Text mining using nltk and scikit-learn in Python¶

NLP is short for Natural Language Processing. Examples of NLP includes sentiment analysis (classifying words to have positive or negative connotations) or to make predictions in classification models. This demo starts with some basic techniques about pre-processing of the text data in order to extract better features.

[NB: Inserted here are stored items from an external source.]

use chrono::NaiveDateTime;
use std::path::{Path, PathBuf};

/// Timestamp format appended to output file stems
pub const TIMESTAMP_FORMAT: &str = "%Y%m%d_%H%M%S";

/// Where a mapped image is written.
///
/// With `overwrite` the input itself; otherwise a sibling named
/// `<stem>_<YYYYmmdd_HHMMSS>.<ext>`.
pub fn output_path(input: &Path, overwrite: bool, now: NaiveDateTime) -> PathBuf {
    if overwrite {
        return input.to_path_buf();
    }

    let stem = input
        .file_stem()
        .map(|s| s.to_string_lossy().into_owned())
        .unwrap_or_else(|| "output".to_string());
    let stamp = now.format(TIMESTAMP_FORMAT);
    let name = match input.extension() {
        Some(ext) => format!("{stem}_{stamp}.{}", ext.to_string_lossy()),
        None => format!("{stem}_{stamp}"),
    };
    input.with_file_name(name)
}
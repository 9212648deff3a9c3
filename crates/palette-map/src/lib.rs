#![allow(clippy::module_inception)]

//! palette-map: map image pixels onto a fixed color palette
//!
//! Every pixel that is neither near-black nor transparent is replaced by the
//! "closest" entry of a target palette, under one of four distance
//! formulations. An optional contrast stretch runs first to give tonal
//! matchers more room on dim sources.
//!
//! # Quick Start
//!
//! The [`PaletteMapper`] builder is the primary entry point:
//!
//! ```
//! use palette_map::{MappingMode, PaletteMapper, Rgba, RgbaBuffer};
//!
//! let mapper = PaletteMapper::from_hex(&["#31210b", "#503a12", "#4a3411"])
//!     .unwrap()
//!     .mode(MappingMode::Luminance);
//!
//! let mut image = RgbaBuffer::new(4, 4, Rgba::new(128, 96, 64, 255));
//! let report = mapper.map(&mut image);
//!
//! assert_eq!(report.mapped, 16);
//! ```
//!
//! For one-off calls with unparsed hex strings, use [`map_colors`].
//!
//! # Matching Modes
//!
//! | Mode | Best for | Score |
//! |------|----------|-------|
//! | `rgb` | evenly spread palettes | Euclidean RGB distance |
//! | `luminance` | near-monochrome palettes | equal-population luminance bands |
//! | `hsl` | multi-hue palettes | `hw * 2 * dHue + lw * dLum` |
//! | `hybrid` | in between | `cw * dRgb / 441.67 + (1 - cw) * dLum` |
//!
//! `dLum` compares the pixel's luminance normalized against the *image's*
//! range with the entry's luminance normalized against the *palette's*
//! range. A degenerate range (min == max) normalizes everything to 0.5
//! rather than failing.
//!
//! # Pipeline
//!
//! ```text
//! hex palette ──parse──> Palette            (fails before any pixel is read)
//!                          │
//! RgbaBuffer ──scan──> LuminanceRange
//!     │                    │
//!     └──[contrast stretch]──> rescan
//!                          │
//!             PaletteProfile + Strategy     (quantile table / HSL table)
//!                          │
//!             per-pixel rewrite, alpha kept (optionally on rayon)
//! ```
//!
//! # Exclusion
//!
//! A pixel is excluded when `alpha < alpha_threshold` or
//! `r + g + b < black_threshold` (defaults 10 and 30). Excluded pixels are
//! never scanned into statistics, stretched, or recolored.
//!
//! # Features
//!
//! - `parallel`: run the rewrite pass with rayon. Output is identical to the
//!   serial build because each pixel depends only on itself and the frozen
//!   tables.

pub mod api;
pub mod color;
pub mod image;
pub mod matcher;
pub mod palette;
pub mod preprocess;


pub use api::{map_colors, MapError, MapOptions, MapReport, PaletteMapper};
pub use color::{Hsl, Rgb};
pub use image::{BufferError, LuminanceRange, Rgba, RgbaBuffer, Thresholds};
pub use matcher::{
    HslMatcher, HybridMatcher, MappingMode, Matcher, ParseModeError, QuantileMapping,
    QuantileSegment, RgbMatcher, Strategy,
};
pub use palette::{Palette, PaletteError, PaletteProfile, ParseColorError};
pub use preprocess::contrast_stretch;
//! Common test infrastructure for Retint integration tests.
//!
//! Each test file compiles its own copy of this module, so items may appear
//! unused from the perspective of a single test file even though they're
//! used elsewhere.

#![allow(dead_code)]
#![allow(unused_imports)]

pub mod fixtures;

pub use fixtures::*;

Then, we will apply two machine learning models to find topics of recently published articles from AJS.

import nltk
from nltk.tokenize import word_tokenize
from nltk.corpus import stopwords
from nltk.tokenize import RegexpTokenizer
from nltk.stem import WordNetLemmatizer
from nltk.stem.porter import PorterStemmer
#nltk.download('stopwords') # first time use nltk, you should download this 
#nltk.download('punkt')# first time use nltk, you should download this 
#nltk.download('wordnet')# first time use nltk, you should download this 
import pandas as pd 
import numpy as np
import matplotlib 
import matplotlib.pyplot as plt

Let's first take a look of the data¶

df=pd.read_csv("title10_19.csv")
print(df.shape)
df.head()

(1800, 3)

1. Lower case apply to all titles¶

df['title'] = df['title'].apply(lambda x: " ".join( x.lower() for x in x.split()))
df.head()

2. Remove Punctuation¶

# [^\w\s] is a regular expression, which means to remove anything that is not words or whitespace
df['title'] = df['title'].str.replace('[^\w\s]','')
df.head()

3. Remove stop words¶

Stop words include ‘i’, ‘me’, ‘my’, ‘myself’, ‘we’, ‘you’, ‘he’, ‘his’ etc. Not helpful to make meaningful prediction. We imported a list of the most frequently used words from the NL Toolkit. Since we are examining academic articles, it is unlikely these titles will contain a lot of stop words. It is still safe to do so. Moremover, this is also a standardized step for most text cleaning.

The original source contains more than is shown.